## About this exercise:
Report, as a number alone, how many lines below contain the string "calls".

## Data supplied:

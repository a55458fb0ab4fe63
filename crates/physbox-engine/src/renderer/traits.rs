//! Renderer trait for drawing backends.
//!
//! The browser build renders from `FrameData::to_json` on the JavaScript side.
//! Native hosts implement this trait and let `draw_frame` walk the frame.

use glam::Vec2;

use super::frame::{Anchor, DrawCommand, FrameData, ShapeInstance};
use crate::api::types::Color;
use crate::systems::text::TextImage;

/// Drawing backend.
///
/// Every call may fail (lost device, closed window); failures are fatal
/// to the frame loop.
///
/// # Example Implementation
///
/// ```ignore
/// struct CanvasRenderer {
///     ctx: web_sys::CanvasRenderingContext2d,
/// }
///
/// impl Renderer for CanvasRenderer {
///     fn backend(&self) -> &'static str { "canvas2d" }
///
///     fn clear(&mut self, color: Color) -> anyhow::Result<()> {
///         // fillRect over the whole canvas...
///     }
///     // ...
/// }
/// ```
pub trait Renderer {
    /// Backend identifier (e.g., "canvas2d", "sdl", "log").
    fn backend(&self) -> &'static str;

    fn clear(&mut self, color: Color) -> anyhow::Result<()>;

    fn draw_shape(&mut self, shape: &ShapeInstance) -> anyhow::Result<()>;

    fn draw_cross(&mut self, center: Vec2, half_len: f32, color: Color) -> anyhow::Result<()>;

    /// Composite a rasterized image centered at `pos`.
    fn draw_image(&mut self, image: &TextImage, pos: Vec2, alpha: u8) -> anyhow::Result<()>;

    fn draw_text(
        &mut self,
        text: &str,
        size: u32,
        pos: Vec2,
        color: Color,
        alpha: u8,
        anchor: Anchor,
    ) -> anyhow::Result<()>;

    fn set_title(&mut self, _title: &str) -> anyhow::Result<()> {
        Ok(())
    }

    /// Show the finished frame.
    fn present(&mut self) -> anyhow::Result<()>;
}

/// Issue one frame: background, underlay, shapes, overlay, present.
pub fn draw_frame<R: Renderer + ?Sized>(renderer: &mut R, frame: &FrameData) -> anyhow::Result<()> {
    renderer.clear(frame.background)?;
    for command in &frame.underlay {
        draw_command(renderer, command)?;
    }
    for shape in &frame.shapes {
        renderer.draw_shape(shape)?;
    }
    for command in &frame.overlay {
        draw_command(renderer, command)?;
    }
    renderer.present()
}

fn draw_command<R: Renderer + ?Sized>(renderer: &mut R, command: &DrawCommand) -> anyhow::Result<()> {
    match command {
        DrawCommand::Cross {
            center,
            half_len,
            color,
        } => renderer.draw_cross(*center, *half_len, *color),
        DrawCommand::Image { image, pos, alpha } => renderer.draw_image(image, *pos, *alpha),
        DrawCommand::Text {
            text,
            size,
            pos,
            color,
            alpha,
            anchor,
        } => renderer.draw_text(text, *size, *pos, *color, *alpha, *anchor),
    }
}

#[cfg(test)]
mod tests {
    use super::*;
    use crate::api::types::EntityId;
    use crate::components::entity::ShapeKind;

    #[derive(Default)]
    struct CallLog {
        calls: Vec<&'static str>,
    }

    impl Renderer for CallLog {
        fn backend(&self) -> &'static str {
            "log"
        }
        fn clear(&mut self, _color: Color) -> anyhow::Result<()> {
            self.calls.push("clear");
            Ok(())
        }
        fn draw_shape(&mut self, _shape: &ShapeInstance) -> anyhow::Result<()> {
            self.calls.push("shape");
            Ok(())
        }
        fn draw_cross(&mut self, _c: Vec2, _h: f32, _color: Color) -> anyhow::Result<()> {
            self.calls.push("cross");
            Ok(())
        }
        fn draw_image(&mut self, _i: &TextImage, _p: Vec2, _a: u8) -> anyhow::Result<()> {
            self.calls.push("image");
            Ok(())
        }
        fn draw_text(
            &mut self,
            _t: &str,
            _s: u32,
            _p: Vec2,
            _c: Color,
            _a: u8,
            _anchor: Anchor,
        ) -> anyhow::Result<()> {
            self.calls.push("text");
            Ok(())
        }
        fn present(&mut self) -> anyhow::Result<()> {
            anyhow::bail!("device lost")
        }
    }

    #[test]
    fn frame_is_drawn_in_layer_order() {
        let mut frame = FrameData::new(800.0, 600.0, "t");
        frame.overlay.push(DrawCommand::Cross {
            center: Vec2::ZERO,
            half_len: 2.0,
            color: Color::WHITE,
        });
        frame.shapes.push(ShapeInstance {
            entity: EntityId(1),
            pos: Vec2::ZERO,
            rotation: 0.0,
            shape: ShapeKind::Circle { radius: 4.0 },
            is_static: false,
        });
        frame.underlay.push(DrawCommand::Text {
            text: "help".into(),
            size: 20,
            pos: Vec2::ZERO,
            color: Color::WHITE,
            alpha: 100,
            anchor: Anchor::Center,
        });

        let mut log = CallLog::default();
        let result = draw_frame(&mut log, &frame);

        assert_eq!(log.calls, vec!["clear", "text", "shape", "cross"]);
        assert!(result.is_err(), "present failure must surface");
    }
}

## Output for this task:
7